Gary K. Clabaugh, Emeritus Professor of Educational Policy, La Salle University

RETURN

Of course social institutions have functions that are both intended and acknowledged. Robert Merton, a trail blazing 20th century sociologist, labeled such functions “manifest.” But he also calls our attention to the unintended, often unrecognized, functions of social institutions. He labels these, “latent.” Let’s examine these latent functions with respect to schools.

Day-care is an easy to isolate latent school function. Educators do not intend to be day care workers, but they are. When women were usually unemployed outside the home, this latent school function was relatively unimportant. But now, with millions of women joining the money earning workforce every year, families depend on schools for child care. In fact, for many families, public schools make two-parent employment possible. 

They do it very cost effectively too. According to the 2017 Care.com Babysitter Survey, the average 2016 U.S. babysitting rate was $13.97 per hour. Let’s compare that with how much we pay teachers. Salary.com reports average yearly pay for teachers to be about $66,000. At 7 hours a day, 180 days per year, assuming a classroom daily average of 25 students, that’s an hourly rate of $2.10 per child. So parents are saving $11.87 per hour; and their child is being taught in the bargain. Of course, in the case of public schools, taxpayers also are picking up that tab.

A related latent function of schooling is keeping kids off the street. Schooling does that for the better part of the day.
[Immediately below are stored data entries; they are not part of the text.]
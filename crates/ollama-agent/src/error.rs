use thiserror::Error;

#[derive(Debug, Error)]
pub enum OllamaError {
    #[error("Ollama is not running at {0}")]
    Unavailable(String),

    #[error("HTTP error talking to Ollama: {0}")]
    Transport(#[from] reqwest::Error),

    #[error("Ollama returned HTTP {0}")]
    Status(u16),

    #[error("Failed to parse Ollama response: {0}")]
    Parse(#[from] serde_json::Error),

    #[error("Invalid Ollama URL '{0}'")]
    InvalidUrl(String),

    #[error("Ollama daemon is already running")]
    AlreadyRunning,

    #[error("Ollama daemon is not running")]
    NotRunning,

    #[error("Failed to spawn '{command}': {source}")]
    Spawn {
        command: String,
        #[source]
        source: std::io::Error,
    },

    #[error("I/O error: {0}")]
    Io(#[from] std::io::Error),
}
And don’t under estimate the impact. On that basis some people decide when to go out. For instance, in our major cities many people avoid public transportation until most adolescents, those who aren’t truant, are locked up in schools. Indeed, a major motive for starting public education was keeping industrial worker’s kids off the streets of the nation’s rapidly expanding cities. They were proving to be a major nuisance and hazard.
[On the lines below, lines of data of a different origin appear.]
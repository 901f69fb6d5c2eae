use serde::Serialize;

pub fn print_json<T: Serialize>(value: &T) -> anyhow::Result<()> {
    let json = serde_json::to_string_pretty(value)?;
    println!("{}", json);
    Ok(())
}

/// Print one item per line, or `empty` when there are none.
pub fn print_list<S: AsRef<str>>(items: &[S], empty: &str) {
    if items.is_empty() {
        println!("{empty}");
        return;
    }
    for item in items {
        println!("{}", item.as_ref());
    }
}
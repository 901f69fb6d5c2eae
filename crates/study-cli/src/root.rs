use std::path::{Path, PathBuf};

use study_core::paths::CONFIG_FILE;

/// Resolve the project root.
///
/// Priority:
/// 1. `--root` flag / `STUDY_BUDDY_ROOT` env var (passed in as `explicit`)
/// 2. Walk upward from `cwd` looking for `study-buddy.yaml`
/// 3. Fall back to `cwd`
pub fn resolve_root(explicit: Option<&Path>) -> PathBuf {
    if let Some(p) = explicit {
        return p.to_path_buf();
    }

    let cwd = std::env::current_dir().unwrap_or_else(|_| PathBuf::from("."));
    find_config_dir(&cwd).unwrap_or(cwd)
}

fn find_config_dir(start: &Path) -> Option<PathBuf> {
    let mut dir = start.to_path_buf();
    loop {
        if dir.join(CONFIG_FILE).is_file() {
            return Some(dir);
        }
        dir = dir.parent()?.to_path_buf();
    }
}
Reducing unemployment is another of schooling’s latent functions. Conveniently, youngsters who are in school are not on the unemployment rolls. For public officials, high unemployment is a political liability and major source of embarrassment. Best keep them in school. Even they do make learning impossible.

There are many socialization type functions that also are latent. For instance: learning to take your turn; to raise your hand; to stand patiently in line; to tolerate the barely tolerable; to appear interested when you are  bored; to lie when necessary for self-protection; and to do what you are told when  you are told to do it, whether you like it or not. These traits are necessary, perhaps even invaluable, in fulfilling many adult roles. But educators rarely even acknowledge them. They are part of the subtext of schooling in a factory-like setting.
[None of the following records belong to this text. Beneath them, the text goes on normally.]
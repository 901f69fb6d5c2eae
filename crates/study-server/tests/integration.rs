use std::collections::HashSet;
use std::time::Duration;

use axum::http::StatusCode;
use http_body_util::BodyExt;
use ollama_agent::{DaemonSupervisor, OllamaClient};
use study_core::topic::{TopicStore, DEFAULT_TOPICS};
use study_server::AppState;
use tempfile::TempDir;
use tower::ServiceExt;

// ---------------------------------------------------------------------------
// Helpers
// ---------------------------------------------------------------------------

/// A URL on which nothing is listening.
fn dead_url() -> String {
    let listener = std::net::TcpListener::bind("127.0.0.1:0").unwrap();
    let port = listener.local_addr().unwrap().port();
    drop(listener);
    format!("http://127.0.0.1:{port}")
}

/// Fresh data directory with the default topics, talking to Ollama at `url`.
fn app_state(dir: &TempDir, ollama_url: &str) -> AppState {
    let topics = TopicStore::new(dir.path().join("data"));
    topics.ensure_default_topics(DEFAULT_TOPICS).unwrap();
    let client = OllamaClient::new(ollama_url, Duration::from_secs(2)).unwrap();
    AppState::new(topics, DaemonSupervisor::new(client, "/nonexistent/ollama-binary"))
}

/// Send a GET request via `oneshot` and return (status, parsed JSON body).
async fn get(app: axum::Router, uri: &str) -> (StatusCode, serde_json::Value) {
    let req = axum::http::Request::builder()
        .uri(uri)
        .body(axum::body::Body::empty())
        .unwrap();
    let response = app.oneshot(req).await.unwrap();
    let status = response.status();
    let body = response.into_body().collect().await.unwrap().to_bytes();
    let json: serde_json::Value = serde_json::from_slice(&body).unwrap_or(serde_json::Value::Null);
    (status, json)
}

async fn mock_tags(server: &mut mockito::Server, status: usize, body: &str) -> mockito::Mock {
    server
        .mock("GET", "/api/tags")
        .with_status(status)
        .with_header("content-type", "application/json")
        .with_body(body)
        .create_async()
        .await
}

// ---------------------------------------------------------------------------
// Smoke
// ---------------------------------------------------------------------------

#[tokio::test]
async fn get_data_returns_message() {
    let dir = TempDir::new().unwrap();
    let app = study_server::build_router(app_state(&dir, &dead_url()));
    let (status, json) = get(app, "/api/data").await;

    assert_eq!(status, StatusCode::OK);
    assert!(json["message"].as_str().unwrap().contains("Study Buddy"));
}

#[tokio::test]
async fn cors_mirrors_origin_with_credentials() {
    let dir = TempDir::new().unwrap();
    let app = study_server::build_router(app_state(&dir, &dead_url()));
    let req = axum::http::Request::builder()
        .method("OPTIONS")
        .uri("/api/topics")
        .header("origin", "http://localhost:8080")
        .header("access-control-request-method", "GET")
        .body(axum::body::Body::empty())
        .unwrap();
    let response = app.oneshot(req).await.unwrap();

    let headers = response.headers();
    assert_eq!(
        headers.get("access-control-allow-origin").unwrap(),
        "http://localhost:8080"
    );
    assert_eq!(
        headers.get("access-control-allow-credentials").unwrap(),
        "true"
    );
}

// ---------------------------------------------------------------------------
// Topics
// ---------------------------------------------------------------------------

#[tokio::test]
async fn fresh_store_lists_default_topics() {
    let dir = TempDir::new().unwrap();
    let app = study_server::build_router(app_state(&dir, &dead_url()));
    let (status, json) = get(app, "/api/topics").await;

    assert_eq!(status, StatusCode::OK);
    let listed: HashSet<String> = json["topics"]
        .as_array()
        .unwrap()
        .iter()
        .map(|v| v.as_str().unwrap().to_string())
        .collect();
    let expected: HashSet<String> = DEFAULT_TOPICS.iter().map(|s| s.to_string()).collect();
    assert_eq!(listed, expected);
}

#[tokio::test]
async fn get_general_topic_returns_greeting() {
    let dir = TempDir::new().unwrap();
    let app = study_server::build_router(app_state(&dir, &dead_url()));
    let (status, json) = get(app, "/api/topics/General").await;

    assert_eq!(status, StatusCode::OK);
    assert!(json["content"].as_str().unwrap().contains("General Chat"));
}

#[tokio::test]
async fn topic_with_space_is_url_decoded() {
    let dir = TempDir::new().unwrap();
    let state = app_state(&dir, &dead_url());
    std::fs::write(dir.path().join("data/Linear Algebra.md"), "# Linear Algebra").unwrap();

    let (status, json) = get(
        study_server::build_router(state),
        "/api/topics/Linear%20Algebra",
    )
    .await;
    assert_eq!(status, StatusCode::OK);
    assert_eq!(json["content"], "# Linear Algebra");
}

#[tokio::test]
async fn unknown_topic_returns_404_without_side_effects() {
    let dir = TempDir::new().unwrap();
    let state = app_state(&dir, &dead_url());
    let before: HashSet<String> = state.topics.list_topics().unwrap().into_iter().collect();

    let (status, json) = get(study_server::build_router(state.clone()), "/api/topics/Chemistry").await;
    assert_eq!(status, StatusCode::NOT_FOUND);
    assert!(json["detail"].as_str().unwrap().contains("Chemistry"));

    let after: HashSet<String> = state.topics.list_topics().unwrap().into_iter().collect();
    assert_eq!(before, after);
}

#[tokio::test]
async fn traversal_topic_name_is_rejected() {
    let dir = TempDir::new().unwrap();
    std::fs::write(dir.path().join("secret.md"), "do not serve").unwrap();
    let app = study_server::build_router(app_state(&dir, &dead_url()));

    let (status, json) = get(app, "/api/topics/..%2Fsecret").await;
    assert_eq!(status, StatusCode::BAD_REQUEST);
    assert!(json["detail"].is_string());
}

#[tokio::test]
async fn topics_added_on_disk_are_listed_without_restart() {
    let dir = TempDir::new().unwrap();
    let state = app_state(&dir, &dead_url());
    std::fs::write(dir.path().join("data/Physics.md"), "# Physics").unwrap();
    std::fs::remove_file(dir.path().join("data/History.md")).unwrap();

    let (_, json) = get(study_server::build_router(state), "/api/topics").await;
    let listed: Vec<&str> = json["topics"]
        .as_array()
        .unwrap()
        .iter()
        .map(|v| v.as_str().unwrap())
        .collect();
    assert!(listed.contains(&"Physics"));
    assert!(!listed.contains(&"History"));
}

#[tokio::test]
async fn every_listed_topic_is_served() {
    let dir = TempDir::new().unwrap();
    let state = app_state(&dir, &dead_url());
    for file in ["Chapter 1.5.md", "Geschichte-Ü.md", ".hidden.md"] {
        std::fs::write(dir.path().join("data").join(file), "notes").unwrap();
    }

    let (_, json) = get(study_server::build_router(state.clone()), "/api/topics").await;
    let listed: Vec<String> = json["topics"]
        .as_array()
        .unwrap()
        .iter()
        .map(|v| v.as_str().unwrap().to_string())
        .collect();
    assert_eq!(listed.len(), DEFAULT_TOPICS.len() + 2);

    for name in &listed {
        let mut url = reqwest::Url::parse("http://localhost/api/topics").unwrap();
        url.path_segments_mut().unwrap().push(name);
        let (status, json) = get(study_server::build_router(state.clone()), url.path()).await;
        assert_eq!(status, StatusCode::OK, "listed topic {name}: {json}");
    }
}

#[tokio::test]
async fn missing_data_dir_lists_empty() {
    let dir = TempDir::new().unwrap();
    let client = OllamaClient::new(&dead_url(), Duration::from_secs(2)).unwrap();
    let state = AppState::new(
        TopicStore::new(dir.path().join("never-created")),
        DaemonSupervisor::new(client, "ollama"),
    );

    let (status, json) = get(study_server::build_router(state), "/api/topics").await;
    assert_eq!(status, StatusCode::OK);
    assert_eq!(json["topics"], serde_json::json!([]));
}

// ---------------------------------------------------------------------------
// Ollama
// ---------------------------------------------------------------------------

#[tokio::test]
async fn status_false_when_daemon_down() {
    let dir = TempDir::new().unwrap();
    let app = study_server::build_router(app_state(&dir, &dead_url()));
    let (status, json) = get(app, "/api/ollama/status").await;

    assert_eq!(status, StatusCode::OK);
    assert_eq!(json["running"], false);
}

#[tokio::test]
async fn status_true_when_daemon_answers() {
    let mut server = mockito::Server::new_async().await;
    let _mock = mock_tags(&mut server, 200, r#"{"models":[]}"#).await;

    let dir = TempDir::new().unwrap();
    let app = study_server::build_router(app_state(&dir, &server.url()));
    let (status, json) = get(app, "/api/ollama/status").await;

    assert_eq!(status, StatusCode::OK);
    assert_eq!(json["running"], true);
}

#[tokio::test]
async fn models_503_when_daemon_down() {
    let dir = TempDir::new().unwrap();
    let app = study_server::build_router(app_state(&dir, &dead_url()));
    let (status, json) = get(app, "/api/ollama/models").await;

    assert_eq!(status, StatusCode::SERVICE_UNAVAILABLE);
    assert!(json["detail"].as_str().unwrap().contains("not running"));
}

#[tokio::test]
async fn models_listed_in_daemon_order() {
    let mut server = mockito::Server::new_async().await;
    let _mock = mock_tags(
        &mut server,
        200,
        r#"{"models":[{"name":"llama3"},{"name":"mistral"}]}"#,
    )
    .await;

    let dir = TempDir::new().unwrap();
    let app = study_server::build_router(app_state(&dir, &server.url()));
    let (status, json) = get(app, "/api/ollama/models").await;

    assert_eq!(status, StatusCode::OK);
    assert_eq!(json["models"], serde_json::json!(["llama3", "mistral"]));
}

#[tokio::test]
async fn models_malformed_json_is_500() {
    let mut server = mockito::Server::new_async().await;
    let _mock = mock_tags(&mut server, 200, "{\"models\": [oops").await;

    let dir = TempDir::new().unwrap();
    let app = study_server::build_router(app_state(&dir, &server.url()));
    let (status, json) = get(app, "/api/ollama/models").await;

    assert_eq!(status, StatusCode::INTERNAL_SERVER_ERROR);
    assert!(json["detail"].is_string());
}

#[tokio::test]
async fn models_recover_once_daemon_starts() {
    // Reserve a port, leave it unbound for the first request, then start a
    // fake daemon on it.
    let listener = std::net::TcpListener::bind("127.0.0.1:0").unwrap();
    let addr = listener.local_addr().unwrap();
    drop(listener);

    let dir = TempDir::new().unwrap();
    let state = app_state(&dir, &format!("http://{addr}"));

    let (status, _) = get(study_server::build_router(state.clone()), "/api/ollama/models").await;
    assert_eq!(status, StatusCode::SERVICE_UNAVAILABLE);

    let fake = axum::Router::new().route(
        "/api/tags",
        axum::routing::get(|| async {
            axum::Json(serde_json::json!({ "models": [{ "name": "llama3" }] }))
        }),
    );
    let listener = tokio::net::TcpListener::bind(addr).await.unwrap();
    tokio::spawn(async move {
        axum::serve(listener, fake).await.unwrap();
    });

    let (status, json) = get(study_server::build_router(state), "/api/ollama/models").await;
    assert_eq!(status, StatusCode::OK);
    assert_eq!(json["models"], serde_json::json!(["llama3"]));
}

// ---------------------------------------------------------------------------
// Live servers
// ---------------------------------------------------------------------------

#[tokio::test]
async fn serve_api_answers_until_shutdown() {
    let dir = TempDir::new().unwrap();
    let state = app_state(&dir, &dead_url());
    let listener = tokio::net::TcpListener::bind("127.0.0.1:0").await.unwrap();
    let port = listener.local_addr().unwrap().port();
    let (tx, rx) = tokio::sync::oneshot::channel::<()>();

    let server = tokio::spawn(study_server::serve_api(listener, state, async move {
        let _ = rx.await;
    }));

    let url = format!("http://127.0.0.1:{port}/api/data");
    study_server::readiness::wait_until_ready(
        &url,
        Duration::from_secs(5),
        study_server::readiness::DEFAULT_POLL_INTERVAL,
    )
    .await
    .unwrap();

    let body: serde_json::Value = reqwest::get(&url).await.unwrap().json().await.unwrap();
    assert!(body["message"].is_string());

    tx.send(()).unwrap();
    server.await.unwrap().unwrap();
}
Latent functions also involve coexisting with one’s classmates. For instance, we might learn the hard way not to look like a kiss up. Or, alternately, we might learn not to be an obvious kiss up. Why? To avoid reprisals from one’s classmates. We might also learn to pretend disinterest in things we find very interesting. For instance, the first time one hears classical music it may not be wise to appear interested. You could be labeled a stuck-up pansy or as someone who thinks they are better than everyone else. In short, unless we do not learn from experience, we master not making ourselves a target. Of course, some kids never learn this; and they pay a heavy price often carries on into adulthood.

The last latent function of schooling we will consider, tough there are lots more you might think of, is learning how to deal with classmates, teachers and administrators, who are unreasonable, unfair, sadistic tormentors, or just plain nuts. You won’t find this skill in any published curriculum, but this learning is an almost inevitable, and very important, latent function of schooling. What does one do, for instance, when “Miss Weast, the Big Fat Beast,” is your 4th grade teacher? The learning that results, presuming you are smart enough to figure it out, is a vitally important latent function that could prove vital in later life. But it is not even hinted at in any of the stated school objectives.

Latent functions are caught rather than taught. So think back and ask yourself, which type of learning, latent or manifest, was most important in your school life?